** What is needed **
Copy out each line of the listing below in which the string "warn" occurs.

#### Records

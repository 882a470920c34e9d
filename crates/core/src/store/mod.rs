//! Persistent swarm metadata cache.
//!
//! One JSON file per content hash under a cache directory. The cache is
//! advisory: the engine is authoritative for anything actively joined,
//! so corrupt or missing records read as "not found" and never fail a
//! caller.

mod types;

pub use types::*;

use std::fs;
use std::path::{Path, PathBuf};
use std::sync::RwLock;

use tracing::warn;

/// File-backed store of `SwarmMetadata` records.
///
/// All file I/O for one store instance is serialized behind a single
/// reader/writer lock: reads share, writes exclude.
pub struct MetadataStore {
    cache_dir: PathBuf,
    lock: RwLock<()>,
}

impl MetadataStore {
    /// Open a store rooted at `dir`, creating the directory if needed.
    pub fn open(dir: impl AsRef<Path>) -> Result<Self, StoreError> {
        let cache_dir = dir.as_ref().to_path_buf();
        fs::create_dir_all(&cache_dir)?;
        Ok(Self {
            cache_dir,
            lock: RwLock::new(()),
        })
    }

    /// Directory this store writes into.
    pub fn cache_dir(&self) -> &Path {
        &self.cache_dir
    }

    fn record_path(&self, hash: &str) -> PathBuf {
        self.cache_dir.join(format!("{}.json", hash))
    }

    /// Fetch a record. Missing or unreadable records are `None`.
    pub fn get(&self, hash: &str) -> Option<SwarmMetadata> {
        if hash.is_empty() {
            return None;
        }
        let _guard = self.lock.read().unwrap_or_else(|e| e.into_inner());

        let data = fs::read(self.record_path(hash)).ok()?;
        match serde_json::from_slice(&data) {
            Ok(meta) => Some(meta),
            Err(e) => {
                warn!(hash = %hash, error = %e, "Skipping corrupt cache record");
                None
            }
        }
    }

    /// Write a record, replacing any previous one for the same hash.
    pub fn set(&self, meta: &SwarmMetadata) -> Result<(), StoreError> {
        let _guard = self.lock.write().unwrap_or_else(|e| e.into_inner());

        let data = serde_json::to_vec(meta)?;
        fs::write(self.record_path(&meta.hash), data)?;
        Ok(())
    }

    /// Delete a record. Deleting an absent record is not an error.
    pub fn delete(&self, hash: &str) -> Result<(), StoreError> {
        let _guard = self.lock.write().unwrap_or_else(|e| e.into_inner());

        match fs::remove_file(self.record_path(hash)) {
            Ok(()) => Ok(()),
            Err(e) if e.kind() == std::io::ErrorKind::NotFound => Ok(()),
            Err(e) => Err(e.into()),
        }
    }

    /// All cached hashes.
    pub fn list(&self) -> Vec<String> {
        let _guard = self.lock.read().unwrap_or_else(|e| e.into_inner());

        let Ok(entries) = fs::read_dir(&self.cache_dir) else {
            return Vec::new();
        };

        entries
            .flatten()
            .filter(|e| e.path().is_file())
            .filter_map(|e| {
                e.file_name()
                    .to_str()
                    .and_then(|name| name.strip_suffix(".json"))
                    .map(|hash| hash.to_string())
            })
            .collect()
    }

    /// All readable records. Corrupt entries are skipped, not fatal.
    pub fn entries(&self) -> Vec<SwarmMetadata> {
        self.list()
            .iter()
            .filter_map(|hash| self.get(hash))
            .collect()
    }

    /// Listing projection over every cached swarm.
    pub fn library(&self) -> Vec<LibraryEntry> {
        self.entries().iter().map(LibraryEntry::from).collect()
    }

    /// Cached entries for one catalog item.
    pub fn entries_for_catalog(&self, catalog_id: i64) -> Vec<LibraryEntry> {
        self.entries()
            .iter()
            .filter(|m| m.catalog_id == catalog_id)
            .map(LibraryEntry::from)
            .collect()
    }

    /// Entry count and total content bytes across the cache.
    pub fn cache_stats(&self) -> (usize, u64) {
        let entries = self.entries();
        let total = entries.iter().map(|m| m.size_bytes).sum();
        (entries.len(), total)
    }
}
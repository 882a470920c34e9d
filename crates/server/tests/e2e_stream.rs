//! End-to-end flow: search, pick a candidate, play it, stream it.

mod common;

use std::sync::Arc;

use axum::body::Body;
use axum::http::{header, Request, StatusCode};
use http_body_util::BodyExt;
use serde_json::{json, Value};
use tower::ServiceExt;

use common::{candidate_for, test_app};
use hayase_core::testing::{FailingSource, MockEngine, StaticSource};

const HASH: &str = "abcdabcdabcdabcdabcdabcdabcdabcdabcdabcd";

async fn json_request(
    router: axum::Router,
    method: &str,
    uri: &str,
    body: Option<Value>,
) -> (StatusCode, Value) {
    let request = match body {
        Some(body) => Request::builder()
            .method(method)
            .uri(uri)
            .header(header::CONTENT_TYPE, "application/json")
            .body(Body::from(body.to_string()))
            .unwrap(),
        None => Request::builder()
            .method(method)
            .uri(uri)
            .body(Body::empty())
            .unwrap(),
    };

    let response = router.oneshot(request).await.unwrap();
    let status = response.status();
    let bytes = response.into_body().collect().await.unwrap().to_bytes();
    let value = if bytes.is_empty() {
        Value::Null
    } else {
        serde_json::from_slice(&bytes).unwrap()
    };
    (status, value)
}

#[tokio::test]
async fn test_health_endpoint() {
    let app = test_app(Arc::new(MockEngine::new()), vec![]);
    let (status, body) = json_request(app.router, "GET", "/api/v1/health", None).await;
    assert_eq!(status, StatusCode::OK);
    assert_eq!(body["status"], "ok");
}

#[tokio::test]
async fn test_config_endpoint_is_sanitized() {
    let app = test_app(Arc::new(MockEngine::new()), vec![]);
    let (status, body) = json_request(app.router, "GET", "/api/v1/config", None).await;
    assert_eq!(status, StatusCode::OK);
    assert!(body["search"]["tosho_enabled"].is_boolean());
    assert!(body["search"].get("tosho").is_none());
}

#[tokio::test]
async fn test_search_degrades_on_source_failure() {
    let app = test_app(
        Arc::new(MockEngine::new()),
        vec![
            Arc::new(StaticSource::new(
                "animetosho",
                vec![
                    candidate_for(HASH, "Example Show - 01", "animetosho"),
                    candidate_for(HASH, "Example Show - 01 v2", "animetosho"),
                ],
            )),
            Arc::new(FailingSource::new("nyaa")),
        ],
    );

    let (status, body) = json_request(
        app.router,
        "POST",
        "/api/v1/search",
        Some(json!({"query": "Example Show"})),
    )
    .await;

    assert_eq!(status, StatusCode::OK);
    assert_eq!(body["count"], 2);
    let candidates = body["candidates"].as_array().unwrap();
    assert_eq!(candidates[0]["id"], 0);
    assert_eq!(candidates[1]["id"], 1);
    assert!(candidates
        .iter()
        .all(|c| c["source"] == "animetosho"));
}

#[tokio::test]
async fn test_play_unknown_identifier_reports_engine_error() {
    let app = test_app(Arc::new(MockEngine::new()), vec![]);
    let (status, body) = json_request(
        app.router,
        "POST",
        "/api/v1/swarms/play",
        Some(json!({"identifier": HASH})),
    )
    .await;
    assert_eq!(status, StatusCode::INTERNAL_SERVER_ERROR);
    assert!(body["error"].as_str().unwrap().contains("join"));
}

#[tokio::test]
async fn test_detached_play_returns_accepted() {
    let engine = Arc::new(MockEngine::new());
    engine
        .add_swarm(HASH, "Example Show - 01")
        .with_file("Example Show - 01.mp4", vec![0u8; 64])
        .finish()
        .await;
    let app = test_app(Arc::clone(&engine), vec![]);

    let (status, body) = json_request(
        app.router,
        "POST",
        "/api/v1/swarms/play",
        Some(json!({"identifier": HASH, "detached": true})),
    )
    .await;
    assert_eq!(status, StatusCode::ACCEPTED);
    assert_eq!(body["detached"], true);

    // The background join lands shortly after.
    for _ in 0..50 {
        if app.sessions.is_active(HASH).await {
            return;
        }
        tokio::time::sleep(std::time::Duration::from_millis(10)).await;
    }
    panic!("detached play never joined the swarm");
}

#[tokio::test]
async fn test_full_search_play_stream_flow() {
    let engine = Arc::new(MockEngine::new());
    let content: Vec<u8> = (0..4096u32).map(|i| (i % 199) as u8).collect();
    engine
        .add_swarm(HASH, "Example Show - 01")
        .with_file("Example Show - 01.mp4", content.clone())
        .finish()
        .await;

    let app = test_app(
        Arc::clone(&engine),
        vec![Arc::new(StaticSource::new(
            "animetosho",
            vec![candidate_for(HASH, "Example Show - 01", "animetosho")],
        ))],
    );

    // 1. Search.
    let (status, body) = json_request(
        app.router.clone(),
        "POST",
        "/api/v1/search",
        Some(json!({"query": "Example Show"})),
    )
    .await;
    assert_eq!(status, StatusCode::OK);
    let magnet = body["candidates"][0]["magnet_uri"].as_str().unwrap().to_string();
    assert!(magnet.contains(HASH));

    // 2. Play the selected candidate; blocks until the file list is up.
    let (status, body) = json_request(
        app.router.clone(),
        "POST",
        "/api/v1/swarms/play",
        Some(json!({"identifier": magnet, "catalog_id": 7, "episode": 1})),
    )
    .await;
    assert_eq!(status, StatusCode::OK);
    let files = body["files"].as_array().unwrap();
    assert_eq!(files.len(), 1);
    assert_eq!(files[0]["mime"], "video/mp4");
    let url = files[0]["url"].as_str().unwrap();
    assert!(url.contains(&format!("hash={}", HASH)));

    // 3. Stream with a range, mid-transfer.
    let response = app
        .router
        .clone()
        .oneshot(
            Request::builder()
                .uri(format!("/stream?hash={}", HASH))
                .header(header::RANGE, "bytes=0-1023")
                .body(Body::empty())
                .unwrap(),
        )
        .await
        .unwrap();
    assert_eq!(response.status(), StatusCode::PARTIAL_CONTENT);
    assert_eq!(
        response.headers().get(header::CONTENT_TYPE).unwrap(),
        "video/mp4"
    );
    let bytes = response.into_body().collect().await.unwrap().to_bytes();
    assert_eq!(bytes.as_ref(), &content[..1024]);

    // 4. Stats see the active swarm.
    let (status, body) = json_request(
        app.router.clone(),
        "GET",
        &format!("/api/v1/swarms/{}/stats", HASH),
        None,
    )
    .await;
    assert_eq!(status, StatusCode::OK);
    assert_eq!(body["hash"], HASH);
    assert_eq!(body["size"]["total"], 4096);

    // 5. Close; the swarm is released and the session list drains.
    let (status, _) = json_request(
        app.router.clone(),
        "DELETE",
        &format!("/api/v1/swarms/{}", HASH),
        None,
    )
    .await;
    assert_eq!(status, StatusCode::NO_CONTENT);
    assert!(engine.was_released(HASH).await);

    let (status, body) = json_request(app.router, "GET", "/api/v1/swarms", None).await;
    assert_eq!(status, StatusCode::OK);
    assert_eq!(body["count"], 0);
}

#[tokio::test]
async fn test_library_endpoints_reflect_snapshots() {
    let engine = Arc::new(MockEngine::new());
    engine
        .add_swarm(HASH, "Example Show - 01")
        .with_file("Example Show - 01.mp4", vec![0u8; 2000])
        .finish()
        .await;
    let app = test_app(Arc::clone(&engine), vec![]);

    app.sessions.play(HASH, 55, 1).await.unwrap();
    engine.set_counters(HASH, 1000, 0).await;
    app.sessions.close(HASH).await.unwrap();

    // Closing leaves a record behind even without persistence.
    let (status, body) = json_request(app.router.clone(), "GET", "/api/v1/library", None).await;
    assert_eq!(status, StatusCode::OK);
    assert_eq!(body["count"], 1);
    assert_eq!(body["entries"][0]["catalog_id"], 55);

    let (status, body) =
        json_request(app.router.clone(), "GET", "/api/v1/library/55", None).await;
    assert_eq!(status, StatusCode::OK);
    assert_eq!(body["entries"][0]["hash"], HASH);

    let (status, body) =
        json_request(app.router.clone(), "GET", "/api/v1/library/stats", None).await;
    assert_eq!(status, StatusCode::OK);
    assert_eq!(body["entries"], 1);
    assert_eq!(body["total_bytes"], 2000);

    let (status, body) =
        json_request(app.router.clone(), "DELETE", "/api/v1/library/55", None).await;
    assert_eq!(status, StatusCode::OK);
    assert_eq!(body["deleted"], 1);
    assert!(app.store.get(HASH).is_none());

    let (status, body) = json_request(app.router, "GET", "/api/v1/library", None).await;
    assert_eq!(status, StatusCode::OK);
    assert_eq!(body["count"], 0);
}

#[tokio::test]
async fn test_stats_unknown_swarm_is_not_found() {
    let app = test_app(Arc::new(MockEngine::new()), vec![]);
    let (status, _) = json_request(
        app.router,
        "GET",
        &format!("/api/v1/swarms/{}/stats", HASH),
        None,
    )
    .await;
    assert_eq!(status, StatusCode::NOT_FOUND);
}
//! Nyaa RSS feed source.

use async_trait::async_trait;
use reqwest::Client;
use serde::Deserialize;
use std::time::Duration;
use tracing::debug;

use crate::config::NyaaConfig;

use super::size::{parse_count, parse_size};
use super::{CandidateTorrent, SearchSource, SourceError};

/// Trackers appended to magnets synthesized from a feed info hash.
const MAGNET_TRACKERS: &[&str] = &[
    "http://nyaa.tracker.wf:7777/announce",
    "udp://open.stealth.si:80/announce",
    "udp://tracker.opentrackr.org:1337/announce",
    "udp://exodus.desync.com:6969/announce",
    "udp://tracker.torrent.eu.org:451/announce",
];

#[derive(Debug, Deserialize)]
struct Rss {
    channel: Channel,
}

#[derive(Debug, Default, Deserialize)]
struct Channel {
    #[serde(default, rename = "item")]
    items: Vec<Item>,
}

/// One feed item. The indexer-specific elements are namespaced.
#[derive(Debug, Default, Deserialize)]
struct Item {
    #[serde(default)]
    title: String,
    #[serde(default)]
    link: String,
    #[serde(default)]
    guid: String,
    #[serde(default, rename = "nyaa:seeders", alias = "seeders")]
    seeders: String,
    #[serde(default, rename = "nyaa:leechers", alias = "leechers")]
    leechers: String,
    #[serde(default, rename = "nyaa:infoHash", alias = "infoHash")]
    info_hash: String,
    #[serde(default, rename = "nyaa:size", alias = "size")]
    size: String,
}

impl Item {
    fn into_candidate(self, id: usize, source: &str) -> CandidateTorrent {
        let magnet_uri = if self.info_hash.is_empty() {
            None
        } else {
            Some(synthesize_magnet(&self.info_hash, &self.title))
        };

        CandidateTorrent {
            id,
            title: self.title,
            link: self.link.clone(),
            torrent_url: Some(self.guid).filter(|g| !g.is_empty()),
            magnet_uri,
            seeders: parse_count(&self.seeders),
            leechers: parse_count(&self.leechers),
            total_size: parse_size(&self.size),
            source: source.to_string(),
        }
    }
}

/// Build a magnet URI from an info hash plus the standard tracker set.
fn synthesize_magnet(info_hash: &str, title: &str) -> String {
    let mut magnet = format!(
        "magnet:?xt=urn:btih:{}&dn={}",
        info_hash,
        urlencoding::encode(title)
    );
    for tracker in MAGNET_TRACKERS {
        magnet.push_str("&tr=");
        magnet.push_str(&urlencoding::encode(tracker));
    }
    magnet
}

/// Decode a feed document into candidates. Items without a title are
/// skipped rather than failing the whole feed.
fn parse_feed(xml: &str, source: &str) -> Result<Vec<CandidateTorrent>, SourceError> {
    let rss: Rss = quick_xml::de::from_str(xml).map_err(|e| SourceError::Decode(e.to_string()))?;

    Ok(rss
        .channel
        .items
        .into_iter()
        .filter(|item| !item.title.is_empty())
        .enumerate()
        .map(|(i, item)| item.into_candidate(i, source))
        .collect())
}

/// Nyaa search source (RSS over HTTP).
pub struct NyaaSource {
    client: Client,
    base_url: String,
    user_agent: String,
}

impl NyaaSource {
    pub const NAME: &'static str = "nyaa";

    /// Create a source from configuration.
    pub fn new(config: &NyaaConfig, timeout: Duration) -> Self {
        Self::with_base_url(config.url.clone(), config.user_agent.clone(), timeout)
    }

    /// Create a source against an explicit base URL (useful for tests).
    pub fn with_base_url(
        base_url: impl Into<String>,
        user_agent: impl Into<String>,
        timeout: Duration,
    ) -> Self {
        let client = Client::builder()
            .timeout(timeout)
            .build()
            .expect("Failed to create HTTP client");
        Self {
            client,
            base_url: base_url.into(),
            user_agent: user_agent.into(),
        }
    }

    fn search_url(&self, query: &str) -> String {
        format!(
            "{}/?page=rss&q={}&c=1_2&f=0",
            self.base_url.trim_end_matches('/'),
            urlencoding::encode(query)
        )
    }
}

#[async_trait]
impl SearchSource for NyaaSource {
    fn name(&self) -> &str {
        Self::NAME
    }

    async fn search(&self, query: &str) -> Result<Vec<CandidateTorrent>, SourceError> {
        let url = self.search_url(query);
        debug!(url = %url, "Searching Nyaa");

        let response = self
            .client
            .get(&url)
            // The feed blocks unknown agents.
            .header(reqwest::header::USER_AGENT, &self.user_agent)
            .send()
            .await
            .map_err(|e| SourceError::Http(e.to_string()))?;

        if !response.status().is_success() {
            return Err(SourceError::Http(format!("HTTP {}", response.status())));
        }

        let body = response
            .text()
            .await
            .map_err(|e| SourceError::Http(e.to_string()))?;

        let candidates = parse_feed(&body, Self::NAME)?;
        debug!(results = candidates.len(), "Nyaa search complete");
        Ok(candidates)
    }
}

#[cfg(test)]
mod tests {
    use super::*;

    const FEED: &str = r#"<?xml version="1.0" encoding="utf-8"?>
<rss version="2.0" xmlns:nyaa="https://nyaa.si/xmlns/nyaa">
  <channel>
    <title>Feed</title>
    <item>
      <title>Example Show - 01 [1080p]</title>
      <link>https://nyaa.example/view/1</link>
      <guid>https://nyaa.example/download/1.torrent</guid>
      <nyaa:seeders>250</nyaa:seeders>
      <nyaa:leechers>12</nyaa:leechers>
      <nyaa:infoHash>abcdef0123456789abcdef0123456789abcdef01</nyaa:infoHash>
      <nyaa:size>1.5 GiB</nyaa:size>
    </item>
    <item>
      <title></title>
      <link>https://nyaa.example/view/2</link>
    </item>
    <item>
      <title>Example Show - 02 [720p]</title>
      <link>https://nyaa.example/view/3</link>
      <guid>https://nyaa.example/download/3.torrent</guid>
      <nyaa:seeders>not-a-number</nyaa:seeders>
      <nyaa:size>bogus</nyaa:size>
    </item>
  </channel>
</rss>"#;

    #[test]
    fn test_parse_feed_maps_items() {
        let candidates = parse_feed(FEED, "nyaa").unwrap();

        // The empty-title item is skipped and ids stay dense.
        assert_eq!(candidates.len(), 2);
        assert_eq!(candidates[0].id, 0);
        assert_eq!(candidates[1].id, 1);

        let first = &candidates[0];
        assert_eq!(first.title, "Example Show - 01 [1080p]");
        assert_eq!(first.seeders, 250);
        assert_eq!(first.leechers, 12);
        assert_eq!(first.total_size, (1.5 * 1024.0 * 1024.0 * 1024.0) as u64);
        assert_eq!(
            first.torrent_url.as_deref(),
            Some("https://nyaa.example/download/1.torrent")
        );
        let magnet = first.magnet_uri.as_deref().unwrap();
        assert!(magnet.starts_with(
            "magnet:?xt=urn:btih:abcdef0123456789abcdef0123456789abcdef01&dn="
        ));
        assert!(magnet.contains("tracker.opentrackr.org"));

        let second = &candidates[1];
        assert_eq!(second.seeders, 0);
        assert_eq!(second.total_size, 0);
        assert!(second.magnet_uri.is_none());
    }

    #[test]
    fn test_parse_feed_rejects_garbage() {
        assert!(matches!(
            parse_feed("<html>definitely not rss</html>", "nyaa"),
            Err(SourceError::Decode(_))
        ));
    }

    #[tokio::test]
    async fn test_search_sends_user_agent() {
        let mut server = mockito::Server::new_async().await;
        let mock = server
            .mock("GET", "/?page=rss&q=example&c=1_2&f=0")
            .match_header("user-agent", "Mozilla/5.0 (test)")
            .with_status(200)
            .with_body(FEED)
            .create_async()
            .await;

        let source = NyaaSource::with_base_url(
            server.url(),
            "Mozilla/5.0 (test)",
            Duration::from_secs(5),
        );
        let results = source.search("example").await.unwrap();
        mock.assert_async().await;
        assert_eq!(results.len(), 2);
        assert_eq!(results[0].source, "nyaa");
    }

    #[tokio::test]
    async fn test_search_http_error_is_source_error() {
        let mut server = mockito::Server::new_async().await;
        server
            .mock("GET", mockito::Matcher::Any)
            .with_status(403)
            .create_async()
            .await;

        let source = NyaaSource::with_base_url(
            server.url(),
            "Mozilla/5.0 (test)",
            Duration::from_secs(5),
        );
        assert!(matches!(
            source.search("x").await,
            Err(SourceError::Http(_))
        ));
    }
}
use figment::{
    providers::{Env, Format, Toml},
    Figment,
};
use std::path::Path;

use super::{types::Config, ConfigError};

/// Load configuration from file with environment variable overrides
pub fn load_config(path: &Path) -> Result<Config, ConfigError> {
    if !path.exists() {
        return Err(ConfigError::FileNotFound(path.display().to_string()));
    }

    let config: Config = Figment::new()
        .merge(Toml::file(path))
        .merge(Env::prefixed("HAYASE_").split("_"))
        .extract()
        .map_err(|e| ConfigError::ParseError(e.to_string()))?;

    Ok(config)
}

/// Load configuration from TOML string (useful for testing)
pub fn load_config_from_str(toml_str: &str) -> Result<Config, ConfigError> {
    toml::from_str(toml_str).map_err(|e| ConfigError::ParseError(e.to_string()))
}

#[cfg(test)]
mod tests {
    use super::*;
    use std::io::Write;
    use tempfile::NamedTempFile;

    #[test]
    fn test_load_config_from_str_valid() {
        let toml = r#"
[server]
port = 9000
"#;
        let config = load_config_from_str(toml).unwrap();
        assert_eq!(config.server.port, 9000);
    }

    #[test]
    fn test_load_config_from_str_malformed() {
        let result = load_config_from_str("[server\nport = 9000");
        assert!(result.is_err());
        let err = result.unwrap_err();
        assert!(matches!(err, ConfigError::ParseError(_)));
    }

    #[test]
    fn test_load_config_file_not_found() {
        let result = load_config(Path::new("/nonexistent/config.toml"));
        assert!(result.is_err());
        let err = result.unwrap_err();
        assert!(matches!(err, ConfigError::FileNotFound(_)));
    }

    #[test]
    fn test_load_config_from_file() {
        let mut temp_file = NamedTempFile::new().unwrap();
        writeln!(
            temp_file,
            r#"
[server]
host = "127.0.0.1"
port = 3000

[cache]
dir = "/tmp/hayase-test-cache"
"#
        )
        .unwrap();

        let config = load_config(temp_file.path()).unwrap();
        assert_eq!(config.server.port, 3000);
        assert_eq!(config.server.host.to_string(), "127.0.0.1");
        assert_eq!(config.cache.dir, "/tmp/hayase-test-cache");
    }
}
//! Multi-indexer swarm search.
//!
//! One concurrent fetch per configured source, each normalized into
//! `CandidateTorrent` and merged in source order. A source failing or
//! timing out degrades to an empty contribution; the aggregate search
//! itself never fails.

mod nyaa;
mod size;
mod tosho;
mod types;

pub use nyaa::NyaaSource;
pub use size::{count_from_json, parse_count, parse_size};
pub use tosho::AnimeToshoSource;
pub use types::*;

use std::sync::Arc;
use std::time::Duration;

use futures::future::join_all;
use tracing::{debug, warn};

use crate::config::SearchConfig;

/// Scatter/gather front over the configured indexer sources.
pub struct SearchAggregator {
    sources: Vec<Arc<dyn SearchSource>>,
    timeout: Duration,
}

impl SearchAggregator {
    /// Assemble from explicit sources. Order here is merge order.
    pub fn new(sources: Vec<Arc<dyn SearchSource>>, timeout: Duration) -> Self {
        Self { sources, timeout }
    }

    /// Assemble the configured production sources.
    pub fn from_config(config: &SearchConfig) -> Self {
        let timeout = Duration::from_secs(config.timeout_secs as u64);
        let mut sources: Vec<Arc<dyn SearchSource>> = Vec::new();
        if config.tosho.enabled {
            sources.push(Arc::new(AnimeToshoSource::new(&config.tosho, timeout)));
        }
        if config.nyaa.enabled {
            sources.push(Arc::new(NyaaSource::new(&config.nyaa, timeout)));
        }
        Self::new(sources, timeout)
    }

    /// Names of the configured sources, in merge order.
    pub fn source_names(&self) -> Vec<String> {
        self.sources.iter().map(|s| s.name().to_string()).collect()
    }

    /// Query every source concurrently and merge.
    ///
    /// Results are concatenated in configured source order and re-indexed
    /// with dense ids starting at 0. No cross-source deduplication is
    /// performed.
    pub async fn search(&self, query: &str) -> Vec<CandidateTorrent> {
        debug!(query = %query, sources = self.sources.len(), "Starting aggregate search");

        let fetches = self.sources.iter().map(|source| {
            let source = Arc::clone(source);
            let query = query.to_string();
            let deadline = self.timeout;
            async move {
                let result = match tokio::time::timeout(deadline, source.search(&query)).await {
                    Ok(result) => result,
                    Err(_) => Err(SourceError::Timeout),
                };
                (source.name().to_string(), result)
            }
        });

        let mut combined: Vec<CandidateTorrent> = Vec::new();
        for (name, result) in join_all(fetches).await {
            match result {
                Ok(mut candidates) => {
                    debug!(source = %name, results = candidates.len(), "Source returned");
                    combined.append(&mut candidates);
                }
                Err(e) => {
                    warn!(source = %name, error = %e, "Source search failed");
                }
            }
        }

        for (i, candidate) in combined.iter_mut().enumerate() {
            candidate.id = i;
        }

        debug!(total = combined.len(), "Aggregate search complete");
        combined
    }
}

########

** Answer below **
use tracing::warn;
                warn!(hash = %hash, error = %e, "Skipping corrupt cache record");
use tracing::{debug, warn};
                    warn!(source = %name, error = %e, "Source search failed");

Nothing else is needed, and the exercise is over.